_Task details_.
In the listing below, the line containing "use tracing::debug;" marks the end; copy exactly every line from the first through that one.

_Data in this exercise_.
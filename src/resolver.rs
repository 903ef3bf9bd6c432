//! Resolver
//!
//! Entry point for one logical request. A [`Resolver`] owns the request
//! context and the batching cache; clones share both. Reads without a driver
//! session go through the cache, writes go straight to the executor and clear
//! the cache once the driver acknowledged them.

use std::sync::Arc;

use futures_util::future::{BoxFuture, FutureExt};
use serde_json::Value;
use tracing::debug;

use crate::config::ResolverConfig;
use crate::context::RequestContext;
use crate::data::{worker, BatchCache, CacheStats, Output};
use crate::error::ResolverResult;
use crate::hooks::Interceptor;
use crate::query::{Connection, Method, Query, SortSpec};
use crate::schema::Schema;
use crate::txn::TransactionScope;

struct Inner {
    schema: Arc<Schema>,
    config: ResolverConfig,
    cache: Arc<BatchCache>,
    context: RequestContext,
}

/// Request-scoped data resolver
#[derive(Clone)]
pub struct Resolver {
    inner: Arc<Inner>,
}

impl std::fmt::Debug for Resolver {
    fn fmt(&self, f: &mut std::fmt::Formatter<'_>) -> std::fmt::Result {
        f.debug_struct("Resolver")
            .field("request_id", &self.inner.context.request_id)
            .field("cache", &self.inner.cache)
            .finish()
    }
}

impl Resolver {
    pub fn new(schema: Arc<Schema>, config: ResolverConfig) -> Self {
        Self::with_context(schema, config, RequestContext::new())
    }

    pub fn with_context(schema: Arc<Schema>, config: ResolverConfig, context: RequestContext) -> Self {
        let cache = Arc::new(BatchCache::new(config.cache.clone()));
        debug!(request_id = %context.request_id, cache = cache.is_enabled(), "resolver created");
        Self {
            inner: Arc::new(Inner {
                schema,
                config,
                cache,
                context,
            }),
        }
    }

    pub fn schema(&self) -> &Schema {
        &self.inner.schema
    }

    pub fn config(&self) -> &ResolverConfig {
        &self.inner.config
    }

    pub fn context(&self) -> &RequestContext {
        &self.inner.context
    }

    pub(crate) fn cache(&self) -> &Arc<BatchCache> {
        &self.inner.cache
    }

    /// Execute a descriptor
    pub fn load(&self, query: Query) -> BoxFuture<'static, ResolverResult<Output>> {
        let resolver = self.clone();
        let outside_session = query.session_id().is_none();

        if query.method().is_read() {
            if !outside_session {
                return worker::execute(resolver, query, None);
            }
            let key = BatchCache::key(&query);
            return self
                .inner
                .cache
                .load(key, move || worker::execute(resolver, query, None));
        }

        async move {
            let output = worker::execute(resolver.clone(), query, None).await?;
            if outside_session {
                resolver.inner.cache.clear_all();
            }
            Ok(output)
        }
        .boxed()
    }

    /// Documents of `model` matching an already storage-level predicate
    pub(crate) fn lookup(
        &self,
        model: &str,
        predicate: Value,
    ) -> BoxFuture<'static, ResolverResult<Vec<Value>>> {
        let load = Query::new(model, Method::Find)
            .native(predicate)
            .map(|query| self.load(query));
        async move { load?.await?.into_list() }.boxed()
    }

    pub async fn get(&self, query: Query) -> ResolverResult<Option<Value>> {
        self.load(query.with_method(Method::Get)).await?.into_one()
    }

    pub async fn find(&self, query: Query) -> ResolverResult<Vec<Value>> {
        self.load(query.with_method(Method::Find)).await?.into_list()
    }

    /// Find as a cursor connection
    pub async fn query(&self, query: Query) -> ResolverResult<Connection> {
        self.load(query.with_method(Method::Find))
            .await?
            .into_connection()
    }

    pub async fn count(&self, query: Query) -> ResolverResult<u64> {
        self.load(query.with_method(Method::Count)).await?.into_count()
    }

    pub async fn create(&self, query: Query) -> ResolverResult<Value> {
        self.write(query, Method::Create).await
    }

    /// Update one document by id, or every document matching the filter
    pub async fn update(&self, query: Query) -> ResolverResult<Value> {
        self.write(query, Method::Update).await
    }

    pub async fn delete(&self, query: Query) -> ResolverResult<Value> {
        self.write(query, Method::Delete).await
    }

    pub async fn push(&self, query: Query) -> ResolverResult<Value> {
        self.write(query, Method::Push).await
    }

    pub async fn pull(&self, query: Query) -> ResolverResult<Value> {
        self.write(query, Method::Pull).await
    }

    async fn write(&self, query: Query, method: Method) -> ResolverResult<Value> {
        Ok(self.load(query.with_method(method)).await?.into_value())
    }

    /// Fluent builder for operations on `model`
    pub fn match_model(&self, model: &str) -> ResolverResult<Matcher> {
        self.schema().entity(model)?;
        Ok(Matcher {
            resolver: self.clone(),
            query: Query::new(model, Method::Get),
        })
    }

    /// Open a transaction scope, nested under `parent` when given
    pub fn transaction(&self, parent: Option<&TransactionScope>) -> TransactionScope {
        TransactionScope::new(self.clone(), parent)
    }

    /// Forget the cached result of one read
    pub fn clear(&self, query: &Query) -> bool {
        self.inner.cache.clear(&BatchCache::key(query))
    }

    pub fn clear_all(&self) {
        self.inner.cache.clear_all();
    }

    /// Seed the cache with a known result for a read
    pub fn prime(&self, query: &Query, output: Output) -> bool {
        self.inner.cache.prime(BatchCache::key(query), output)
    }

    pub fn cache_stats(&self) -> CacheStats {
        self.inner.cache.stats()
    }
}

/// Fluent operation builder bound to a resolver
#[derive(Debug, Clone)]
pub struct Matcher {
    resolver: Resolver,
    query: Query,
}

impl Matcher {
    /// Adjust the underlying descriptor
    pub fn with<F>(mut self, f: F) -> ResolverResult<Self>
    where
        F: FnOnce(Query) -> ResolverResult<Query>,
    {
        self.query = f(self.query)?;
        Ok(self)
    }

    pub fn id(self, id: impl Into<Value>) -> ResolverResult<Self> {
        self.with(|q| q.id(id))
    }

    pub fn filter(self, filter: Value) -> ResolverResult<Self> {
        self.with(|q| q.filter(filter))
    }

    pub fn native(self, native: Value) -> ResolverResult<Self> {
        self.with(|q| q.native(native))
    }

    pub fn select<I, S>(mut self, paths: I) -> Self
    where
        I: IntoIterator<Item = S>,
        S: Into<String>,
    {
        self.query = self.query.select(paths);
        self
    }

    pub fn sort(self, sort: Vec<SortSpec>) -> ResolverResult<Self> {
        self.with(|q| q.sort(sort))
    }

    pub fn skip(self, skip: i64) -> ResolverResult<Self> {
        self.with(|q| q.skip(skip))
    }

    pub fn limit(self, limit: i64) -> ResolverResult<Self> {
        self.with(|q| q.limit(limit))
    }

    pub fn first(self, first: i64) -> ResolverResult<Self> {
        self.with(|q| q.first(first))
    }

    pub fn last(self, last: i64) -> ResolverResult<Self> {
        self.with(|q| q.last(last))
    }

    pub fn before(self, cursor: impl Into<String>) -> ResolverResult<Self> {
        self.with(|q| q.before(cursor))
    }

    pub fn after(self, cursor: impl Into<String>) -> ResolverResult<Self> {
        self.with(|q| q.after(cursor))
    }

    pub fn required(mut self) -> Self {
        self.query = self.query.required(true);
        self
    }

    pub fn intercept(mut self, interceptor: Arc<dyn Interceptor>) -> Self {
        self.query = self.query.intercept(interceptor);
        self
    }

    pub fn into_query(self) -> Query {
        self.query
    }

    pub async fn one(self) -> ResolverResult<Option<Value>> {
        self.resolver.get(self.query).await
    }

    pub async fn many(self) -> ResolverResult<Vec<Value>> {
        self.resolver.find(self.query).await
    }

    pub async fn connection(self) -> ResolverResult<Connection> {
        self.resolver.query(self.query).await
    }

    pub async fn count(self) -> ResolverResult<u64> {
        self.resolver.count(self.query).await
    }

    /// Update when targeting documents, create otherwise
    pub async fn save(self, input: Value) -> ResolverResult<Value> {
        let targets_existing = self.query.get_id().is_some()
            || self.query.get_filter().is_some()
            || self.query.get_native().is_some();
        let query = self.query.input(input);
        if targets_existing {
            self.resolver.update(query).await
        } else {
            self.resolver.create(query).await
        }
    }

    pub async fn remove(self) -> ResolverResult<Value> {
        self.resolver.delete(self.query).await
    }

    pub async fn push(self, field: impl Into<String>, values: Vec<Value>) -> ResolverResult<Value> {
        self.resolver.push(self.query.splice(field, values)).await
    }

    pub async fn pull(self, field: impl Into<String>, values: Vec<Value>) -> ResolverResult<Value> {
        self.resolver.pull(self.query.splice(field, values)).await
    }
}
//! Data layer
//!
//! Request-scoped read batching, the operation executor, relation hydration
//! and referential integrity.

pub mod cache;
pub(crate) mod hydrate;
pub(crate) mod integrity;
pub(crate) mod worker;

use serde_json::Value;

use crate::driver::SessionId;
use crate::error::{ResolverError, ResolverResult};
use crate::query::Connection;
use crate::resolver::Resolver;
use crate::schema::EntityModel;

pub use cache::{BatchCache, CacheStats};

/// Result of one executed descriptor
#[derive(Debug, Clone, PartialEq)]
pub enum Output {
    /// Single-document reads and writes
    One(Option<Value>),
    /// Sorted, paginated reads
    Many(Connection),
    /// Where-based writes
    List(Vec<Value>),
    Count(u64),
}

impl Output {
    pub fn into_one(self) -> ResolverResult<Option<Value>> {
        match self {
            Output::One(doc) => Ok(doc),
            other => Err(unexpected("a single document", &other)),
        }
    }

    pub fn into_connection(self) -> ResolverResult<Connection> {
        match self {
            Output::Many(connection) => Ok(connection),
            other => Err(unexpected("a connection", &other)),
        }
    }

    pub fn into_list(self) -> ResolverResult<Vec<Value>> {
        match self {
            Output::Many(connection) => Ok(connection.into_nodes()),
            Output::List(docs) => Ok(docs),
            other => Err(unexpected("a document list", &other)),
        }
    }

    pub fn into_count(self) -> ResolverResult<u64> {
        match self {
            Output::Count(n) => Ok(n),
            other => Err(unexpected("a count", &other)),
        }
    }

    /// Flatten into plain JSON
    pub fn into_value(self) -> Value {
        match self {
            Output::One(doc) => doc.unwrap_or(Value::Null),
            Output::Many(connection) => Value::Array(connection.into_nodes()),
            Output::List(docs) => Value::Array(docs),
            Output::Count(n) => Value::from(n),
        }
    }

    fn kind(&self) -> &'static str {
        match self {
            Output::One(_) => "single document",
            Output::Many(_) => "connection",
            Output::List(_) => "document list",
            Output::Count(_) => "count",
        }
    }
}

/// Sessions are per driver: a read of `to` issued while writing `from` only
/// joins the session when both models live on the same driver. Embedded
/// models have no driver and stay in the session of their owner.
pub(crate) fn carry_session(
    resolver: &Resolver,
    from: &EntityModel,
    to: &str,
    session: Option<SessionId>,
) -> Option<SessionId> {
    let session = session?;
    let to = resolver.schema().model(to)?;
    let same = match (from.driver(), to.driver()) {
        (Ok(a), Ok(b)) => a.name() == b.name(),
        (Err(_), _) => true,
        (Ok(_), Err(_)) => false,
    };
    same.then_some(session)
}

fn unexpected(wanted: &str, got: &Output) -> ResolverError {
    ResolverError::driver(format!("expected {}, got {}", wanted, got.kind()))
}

_Exercise output_.
filename src/resolver.rs
repository 903ef3bf9bd6c432
//! Resolver
//!
//! Entry point for one logical request. A [`Resolver`] owns the request
//! context and the batching cache; clones share both. Reads without a driver
//! session go through the cache, writes go straight to the executor and clear
//! the cache once the driver acknowledged them.

use std::sync::Arc;

use futures_util::future::{BoxFuture, FutureExt};
use serde_json::Value;
use tracing::debug;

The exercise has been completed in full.